Khumalo has reason to feel good. Her latest album, Sibongile Khumalo Live (Gallo), has just hit record stores. Inspired by her 50th birthday back in 2007, the 13-track CD salutes her past influences as much as it embraces new creative possibilities.
“I thought: I’m going to indulge myself and also celebrate the people who’ve influenced me,” she says, stirring honey into her rooibos tea.
The new CD pays homage to South Africa’s greatest musical icons, such as Letta Mbulu, Thandi Klaasen and Sophie Mgcina. But Khumalo pays special tribute to Allen Kwela’s songbook.

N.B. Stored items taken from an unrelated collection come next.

//! 数据库连接池与迁移管理
//! 提供 PostgreSQL 连接池、迁移执行和健康检查

use crate::config::DatabaseConfig;
use secrecy::ExposeSecret;
use sqlx::{postgres::PgPoolOptions, PgPool};
use std::time::Duration;

/// 创建数据库连接池
pub async fn create_pool(config: &DatabaseConfig) -> Result<PgPool, DbError> {
    let db_url = config.url.expose_secret();

    tracing::debug!("Creating database connection pool...");

    let pool = PgPoolOptions::new()
        .max_connections(config.max_connections)
        .min_connections(config.min_connections)
        .acquire_timeout(Duration::from_secs(config.acquire_timeout_secs))
        .idle_timeout(Duration::from_secs(config.idle_timeout_secs))
        .max_lifetime(Duration::from_secs(config.max_lifetime_secs))
        .test_before_acquire(true)
        .connect(db_url)
        .await
        .map_err(|e| {
            tracing::error!("Failed to create database pool: {}", e);
            DbError::ConnectionFailed(e.to_string())
        })?;

    tracing::info!(
        max_connections = config.max_connections,
        min_connections = config.min_connections,
        "Database pool created successfully"
    );

    Ok(pool)
}

/// 运行数据库迁移
pub async fn run_migrations(pool: &PgPool) -> Result<(), DbError> {
    tracing::info!("Running database migrations...");

    sqlx::migrate!("./migrations")
        .run(pool)
        .await
        .map_err(|e| {
            tracing::error!("Migration failed: {}", e);
            DbError::MigrationFailed(e.to_string())
        })?;

    tracing::info!("Migrations completed successfully");
    Ok(())
}

/// 数据库健康检查
pub async fn health_check(pool: &PgPool) -> HealthStatus {
    match sqlx::query("SELECT 1").fetch_one(pool).await {
        Ok(_) => {
            tracing::debug!("Database health check: OK");
            HealthStatus::Healthy
        }
        Err(e) => {
            tracing::warn!("Database health check failed: {}", e);
            HealthStatus::Unhealthy(e.to_string())
        }
    }
}

/// 记录数据库连接池指标
pub fn record_pool_metrics(pool: &PgPool) {
    metrics::gauge!("db.pool.size").set(pool.size() as f64);
    metrics::gauge!("db.pool.idle").set(pool.num_idle() as f64);
}

/// 数据库错误类型
#[derive(Debug, thiserror::Error)]
pub enum DbError {
    #[error("Connection failed: {0}")]
    ConnectionFailed(String),

    #[error("Migration failed: {0}")]
    MigrationFailed(String),
}

/// 健康状态
#[derive(Debug, Clone)]
pub enum HealthStatus {
    Healthy,
    Unhealthy(String),
}
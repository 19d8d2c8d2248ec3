//! 认证服务：登录与令牌签发

use crate::{
    auth::credentials::AdminCredential,
    auth::jwt::JwtService,
    auth::password::PasswordHasher,
    error::AppError,
    models::auth::{LoginRequest, LoginResponse},
};
use std::sync::Arc;

pub struct AuthService {
    credential: AdminCredential,
    jwt_service: Arc<JwtService>,
}

impl AuthService {
    pub fn new(credential: AdminCredential, jwt_service: Arc<JwtService>) -> Self {
        Self {
            credential,
            jwt_service,
        }
    }

    /// 用户登录
    /// 用户名错误与密码错误返回同一错误，避免泄露哪个字段不匹配
    pub fn login(&self, req: &LoginRequest) -> Result<LoginResponse, AppError> {
        // 校验用户名（唯一账户，精确匹配）
        if req.username != self.credential.username {
            tracing::debug!("Login rejected: unknown username");
            return Err(AppError::Unauthorized);
        }

        // 校验密码（哈希比对，不做明文比较）
        let hasher = PasswordHasher::new();
        hasher
            .verify(&req.password, &self.credential.password_hash)
            .map_err(|_| {
                tracing::debug!("Login rejected: password mismatch");
                AppError::Unauthorized
            })?;

        // 签发令牌
        let token = self.jwt_service.issue(&self.credential.username)?;

        tracing::info!(username = %self.credential.username, "Login successful");

        Ok(LoginResponse { token })
    }
}
//! 业务服务模块

pub mod auth_service;

pub use auth_service::AuthService;
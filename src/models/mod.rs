//! 领域模型模块

pub mod auth;
pub mod product;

She credits the late jazz guitarist and composer for “affirming” her as a singer and describes Kwela as “one of those talents that South Africa failed to appreciate”.

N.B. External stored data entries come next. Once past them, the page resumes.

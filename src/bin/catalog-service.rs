use catalog_service::{
    auth::{AdminCredential, JwtService, PasswordHasher},
    config::AppConfig,
    db,
    middleware::AppState,
    routes,
    services::AuthService,
    telemetry,
};
use std::sync::Arc;
use tokio::net::TcpListener;
use tokio::signal;

#[tokio::main]
async fn main() -> anyhow::Result<()> {
    let args: Vec<String> = std::env::args().collect();

    if args.len() > 1 {
        match args[1].as_str() {
            "--version" => {
                println!("catalog-service {}", env!("CARGO_PKG_VERSION"));
                return Ok(());
            }
            "--help" => {
                print_help();
                return Ok(());
            }
            _ => {
                eprintln!("未知参数: {}", args[1]);
                print_help();
                std::process::exit(1);
            }
        }
    }

    if let Ok(path) = std::env::var("CATALOG_ENV") {
        dotenv::from_filename(format!(".env.{}", path)).ok();
    } else {
        dotenv::from_filename(".env.local").ok();
        dotenv::dotenv().ok();
    }

    let config = AppConfig::from_env().map_err(|e| {
        eprintln!("Configuration error: {}", e);
        anyhow::anyhow!("Failed to load configuration: {}", e)
    })?;

    telemetry::init_telemetry(&config);

    tracing::info!(version = env!("CARGO_PKG_VERSION"), "Catalog service starting...");

    let db_pool = db::create_pool(&config.database).await?;
    db::run_migrations(&db_pool).await?;

    tracing::info!("Database initialized");

    // 唯一管理员账户：启动时哈希配置中的密码
    let hasher = PasswordHasher::new();
    let credential = AdminCredential::from_config(&config, &hasher)?;

    let jwt_service = Arc::new(JwtService::from_config(&config)?);
    let auth_service = Arc::new(AuthService::new(credential, jwt_service.clone()));

    let app_state = Arc::new(AppState {
        config: config.clone(),
        db: db_pool,
        jwt_service,
        auth_service,
    });

    let app = routes::create_router(app_state);

    let addr = &config.server.addr;
    let listener = TcpListener::bind(addr).await?;

    tracing::info!(addr = %addr, "Server listening");

    axum::serve(listener, app)
        .with_graceful_shutdown(shutdown_signal())
        .await?;

    tracing::info!("Server shutdown complete");
    Ok(())
}

async fn shutdown_signal() {
    let ctrl_c = async {
        signal::ctrl_c()
            .await
            .expect("failed to install Ctrl+C handler");
    };

    #[cfg(unix)]
    let terminate = async {
        signal::unix::signal(signal::unix::SignalKind::terminate())
            .expect("failed to install signal handler")
            .recv()
            .await;
    };

    #[cfg(not(unix))]
    let terminate = std::future::pending::<()>();

    tokio::select! {
        _ = ctrl_c => {
            tracing::info!("Ctrl+C received, starting graceful shutdown");
        },
        _ = terminate => {
            tracing::info!("Terminate signal received, starting graceful shutdown");
        },
    }
}

fn print_help() {
    println!("catalog-service {}", env!("CARGO_PKG_VERSION"));
    println!();
    println!("用法: catalog-service [选项]");
    println!();
    println!("选项:");
    println!("  --version     打印版本信息并退出");
    println!("  --help        打印此帮助信息并退出");
    println!();
    println!("环境变量:");
    println!("  所有配置通过环境变量完成（前缀 CATALOG_）");
    println!("  例如 CATALOG_DATABASE__URL、CATALOG_SECURITY__JWT_SECRET");
}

The two met when they were working at the Federated Union of Black Arts (Fuba). “I had just come out of university, with training in classical music,” Khumalo says. “He helped me find my confidence.” She says that her recordings from that time betray this search for self-identity.

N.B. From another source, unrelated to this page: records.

//! JWT 服务单元测试
//!
//! 测试令牌签发、验证与拒绝路径

use catalog_service::auth::jwt::{Claims, JwtService};
use catalog_service::config::{
    AppConfig, DatabaseConfig, LoggingConfig, SecurityConfig, ServerConfig,
};
use jsonwebtoken::{encode, EncodingKey, Header};
use secrecy::Secret;

const TEST_SECRET: &str = "test_secret_key_32_characters_long!";

/// 创建测试配置
fn create_test_config() -> AppConfig {
    AppConfig {
        server: ServerConfig {
            addr: "127.0.0.1:3000".to_string(),
        },
        database: DatabaseConfig {
            url: Secret::new("postgresql://localhost/test".to_string()),
            max_connections: 10,
            min_connections: 1,
            acquire_timeout_secs: 30,
            idle_timeout_secs: 600,
            max_lifetime_secs: 1800,
        },
        logging: LoggingConfig {
            level: "info".to_string(),
            format: "json".to_string(),
        },
        security: SecurityConfig {
            jwt_secret: Secret::new(TEST_SECRET.to_string()),
            token_exp_secs: 3600,
            admin_username: "admin".to_string(),
            admin_password: Secret::new("password123".to_string()),
        },
    }
}

#[test]
fn test_jwt_service_creation() {
    let config = create_test_config();
    assert!(JwtService::from_config(&config).is_ok());
}

#[test]
fn test_issue_then_verify_returns_username() {
    let service = JwtService::from_config(&create_test_config()).unwrap();

    let token = service.issue("admin").unwrap();
    let claims = service.verify(&token).unwrap();

    assert_eq!(claims.sub, "admin");
}

#[test]
fn test_expiry_is_one_hour_from_issuance() {
    let service = JwtService::from_config(&create_test_config()).unwrap();

    let token = service.issue("admin").unwrap();
    let claims = service.verify(&token).unwrap();

    assert_eq!(claims.exp - claims.iat, 3600);
}

#[test]
fn test_expired_token_rejected_despite_valid_signature() {
    let service = JwtService::from_config(&create_test_config()).unwrap();

    // 使用相同密钥手工编码一个已过期的令牌
    let now = chrono::Utc::now().timestamp();
    let claims = Claims {
        sub: "admin".to_string(),
        iat: now - 7200,
        exp: now - 3600,
    };
    let token = encode(
        &Header::default(),
        &claims,
        &EncodingKey::from_secret(TEST_SECRET.as_bytes()),
    )
    .unwrap();

    assert!(service.verify(&token).is_err());
}

#[test]
fn test_token_signed_with_different_key_rejected() {
    let service = JwtService::from_config(&create_test_config()).unwrap();

    let mut other_config = create_test_config();
    other_config.security.jwt_secret =
        Secret::new("another_secret_key_32_characters!!!".to_string());
    let other_service = JwtService::from_config(&other_config).unwrap();

    let token = other_service.issue("admin").unwrap();
    assert!(service.verify(&token).is_err());
}

#[test]
fn test_malformed_tokens_rejected() {
    let service = JwtService::from_config(&create_test_config()).unwrap();

    assert!(service.verify("").is_err());
    assert!(service.verify("not-a-jwt").is_err());
    assert!(service.verify("aaaa.bbbb.cccc").is_err());

    // 去掉签名段
    let token = service.issue("admin").unwrap();
    let unsigned: String = token.rsplitn(2, '.').nth(1).unwrap().to_string();
    assert!(service.verify(&unsigned).is_err());
}

#[test]
fn test_all_rejections_map_to_forbidden() {
    let service = JwtService::from_config(&create_test_config()).unwrap();

    // 无论拒绝原因如何，对调用方都是同一个 403 错误
    let err = service.verify("garbage").unwrap_err();
    assert_eq!(err.code(), 403);

    let mut other_config = create_test_config();
    other_config.security.jwt_secret =
        Secret::new("another_secret_key_32_characters!!!".to_string());
    let other_service = JwtService::from_config(&other_config).unwrap();
    let token = other_service.issue("admin").unwrap();

    let err = service.verify(&token).unwrap_err();
    assert_eq!(err.code(), 403);
}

But her new CD is more than a nostalgic road trip. It’s also a way to showcase young talent, such as Cape Town-based saxophonist Shannon Mowday, whom Khumalo claims as one of her “daughters”, as well as her own son, violinist Tshepo Mngoma. Such musicians lend a fresh edge to the diversity of the album’s sound.
She was first recognised as a mezzo-soprano, though her vocal range covers both contralto and soprano. She was exposed to jazz music through her upbringing, as well as other sounds, including maskandi and gospel. Her father was a music professor and historian who also encouraged her interest in drama and dance. When you see her on stage you see this alchemy at work.
Now 52, Sibongile Khumalo is focusing on the future, not just as a performing artist but, some would say, also as a cultural commissar — although she loathes the term. She’s chairperson of the annual National Arts Festival and sits on the 2010 ministerial advisory committee on arts and culture. She’s no longer just a creator of culture: she’s in a position to sanction and define it.
That means challenging the status quo. “The pendulum must come to rest in the middle, where an unbalanced swing was created,” she says. For Khumalo, balance is all-important. Her role, she says, is to claim space: for the “child playing a violin at the Linder Auditorium” as much as for the “craft worker from Limpopo”.
Khumalo is quick to challenge the notion that cultural policy is, by its nature, prescriptive. “We are not gods,” she says, “and nor are we judges.” That’s not always easy. Sometimes, she says, “people think you [have] money and expect that you will provide connections to power”. When this happens “the most responsible thing is to be truthful”.
It may sound heavy, but Khumalo denies this. “I feel blessed to play these roles,” she says, with a half smile.